In terms of the scale of games, Derflinger says AAA games are not Red Door’s competition… at least for now. Derflinger highlights how indie titles on Steam garner great success and he sees a similar appetite growing for GameFi projects.
“On Steam there are a lot of indie titles that get huge followings with [low] budgets,” Derflinger says. “I think it’s a matter of creating the right experience for the right audience, and they’ll be very dedicated.”
He also added that indie titles have the luxury of being adaptable and creative. “It’s different from the massive titles because they aren’t as flexible,” Derflinger explained. “For a famous IP that’s been going for a long time, [developers] have more constraints on what they can do. They may have to maintain a similar type of gameplay for several years to appeal to the same people. They’re just continuing but they’re not necessarily able to really experiment with something more groundbreaking.”
This then enables Red Door to widen their scope of games from a creative standpoint, Derflinger tells us. “We will be bringing in a lot of different types of games in different genres, as well as styles to create examples of how you can make these games incorporate blockchain,” he says.
“We will also be supporting Web 2.0 developers who are interested in going to Web 3.0 but are not quite sure how to do this,” he added.
Red Door CTO See Wan Toong, who has been in the gaming industry for almost 20 years, has experience working with gaming software developers including EA and Ubisoft. For See Wan, now is the right time to focus on the MMO blockchain market.
“There’s a lot of support for going into the virtual world,” See Wan says. “I mean by the community themselves and by the market. So I think that’s why It’s a good time. And also it’s sustainable. In the past, [the game] was controlled all by [one] company to make the game. But now, there are more tools so the player can actually be involved.”
See Wan believes that players should have more of a say in gaming development, and blockchain gaming enables this. “For developers, in the end, the players know the games more than you do, so they definitely know what they want moving forward. Infrastructures such as DAOs allow players to be directly involved, giving them ownership of the game.”
“In the end, if the player really likes the game, they contribute and they can actually make a team [with developers].”
Whilst marrying gamers with developers certainly sounds promising, there has been extensive backlash from the gaming community towards developers who have tried to implement NFTs into their projects.

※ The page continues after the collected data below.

//! Renders task outcomes through `tracing`.
//!
//! Progress is logged at info level, isolated failures at warn.

use crate::lifecycle::{
    CycleReport, PipelineReport, StepReport, SwapStatus, TaskKind, TaskOutcome,
};
use tracing::{info, warn};

pub fn log_step(pool: &str, tokens: &str, step: &StepReport) {
    let task = step.task.as_str();
    let outcome = match &step.result {
        Ok(outcome) => outcome,
        Err(err) => {
            warn!(pool, tokens, task, error = %err, "Task failed");
            return;
        }
    };

    match outcome {
        TaskOutcome::Skipped(reason) => info!(pool, tokens, task, %reason, "Nothing to do"),
        TaskOutcome::Opened {
            address,
            range,
            liquidity,
            strategy,
            signature,
        } => info!(
            pool,
            tokens,
            position = %address,
            %range,
            liquidity,
            strategy = %strategy,
            %signature,
            "Opened position"
        ),
        TaskOutcome::Increased {
            liquidity,
            token_est_a,
            token_est_b,
            signature,
        } => info!(
            pool,
            tokens,
            liquidity,
            token_est_a,
            token_est_b,
            %signature,
            "Increased liquidity"
        ),
        TaskOutcome::Collected { signature, partial } => {
            if *partial {
                warn!(pool, tokens, %signature, "Collected without refreshing fees and rewards");
            } else {
                info!(pool, tokens, %signature, "Collected fees and rewards");
            }
        }
        TaskOutcome::Swapped(attempts) => {
            for attempt in attempts {
                let input = attempt.input_mint.as_str();
                let amount = attempt.amount;
                match &attempt.status {
                    SwapStatus::Swapped { signatures } => info!(
                        pool,
                        tokens,
                        input,
                        output = %attempt.output_mint,
                        amount,
                        transactions = signatures.len(),
                        "Swapped reward"
                    ),
                    SwapStatus::BelowDust => info!(pool, tokens, input, amount, "Reward balance below dust"),
                    SwapStatus::AlreadyInput => info!(pool, tokens, input, "Reward is the input token"),
                    SwapStatus::Failed { error } => {
                        warn!(pool, tokens, input, amount, %error, "Reward swap failed")
                    }
                }
            }
        }
        TaskOutcome::Held(decision) => info!(pool, tokens, %decision, "Keeping position"),
        TaskOutcome::Closed {
            address,
            withdrawn,
            signature,
        } => info!(
            pool,
            tokens,
            position = %address,
            withdrawn,
            %signature,
            "Closed position"
        ),
        TaskOutcome::TransactionFailed { label, error } => {
            if step.task == TaskKind::AddLiquidity {
                warn!(pool, tokens, transaction = %label, %error, "Adding liquidity failed, the wallet may need a swap first");
            } else {
                warn!(pool, tokens, task, transaction = %label, %error, "Transaction failed");
            }
        }
    }
}

pub fn log_pipeline(report: &PipelineReport) {
    let pool = report.pool.as_str();
    let tokens = report.tokens.as_deref().unwrap_or("?");
    for step in &report.steps {
        log_step(pool, tokens, step);
    }

    match &report.state {
        Ok(Some(state)) => info!(pool, tokens, "Position state\n{state}"),
        Ok(None) => info!(pool, tokens, "No open position"),
        Err(err) => warn!(pool, tokens, error = %err, "Could not read position state"),
    }
}

pub fn log_cycle(report: &CycleReport) {
    for pipeline in &report.pipelines {
        log_pipeline(pipeline);
    }
    info!(
        positions = report.pipelines.len(),
        failures = report.failures(),
        "Cycle finished"
    );
}
//! Shared collaborators handed to every position manager.

use crate::config::ExecutionSettings;
use clmm_autopilot_data::PositionStore;
use clmm_autopilot_protocols::cache::Clock;
use clmm_autopilot_protocols::{
    PoolClient, PriceOracle, SwapAggregator, TokenAccountProvider, TokenRegistry,
    TransactionSubmitter,
};
use std::sync::Arc;

/// Read-only context shared by the managers of one automator.
#[derive(Clone)]
pub struct AutomatorContext {
    pub pools: Arc<dyn PoolClient>,
    pub submitter: Arc<dyn TransactionSubmitter>,
    pub token_accounts: Arc<dyn TokenAccountProvider>,
    pub prices: Arc<dyn PriceOracle>,
    pub tokens: Arc<dyn TokenRegistry>,
    pub swaps: Arc<dyn SwapAggregator>,
    pub store: Arc<dyn PositionStore>,
    pub clock: Arc<dyn Clock>,
    pub settings: ExecutionSettings,
}

impl std::fmt::Debug for AutomatorContext {
    fn fmt(&self, f: &mut std::fmt::Formatter<'_>) -> std::fmt::Result {
        f.debug_struct("AutomatorContext")
            .field("wallet", &self.submitter.wallet())
            .field("settings", &self.settings)
            .finish_non_exhaustive()
    }
}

Ubisoft was notoriously slammed for introducing NFTs in their recent Ghost Recon title, whilst Konami and Square Enix were criticised for simply mentioning a likening for NFTs. Of course, See Wan is more than aware of the backlash from the gaming community surrounding NFTs, but sees the mindsets of gamers evolving over time.
“Casual gamers haven’t understood how NFTs and blockchain can be used,” See Wan said of the backlash thus far. “The first wave of games are not designed to be a game, they’re designed to be a DeFi project. Slowly, as more and more people see the benefit of NFT gaming first, the games will get better. It’s just like when MMOs and free to play first came out; people were sceptical and were saying it’s not sustainable.”
“Even when mobile gaming first came out, people said it sucked,” he continued. “But look at where we are now. Web 3.0 will make a paradigm shift and whenever there’s a paradigm shift, people will go against it or won’t understand it at first. Slowly, as more and more people come in, with more and more success stories, people will build better and better games.”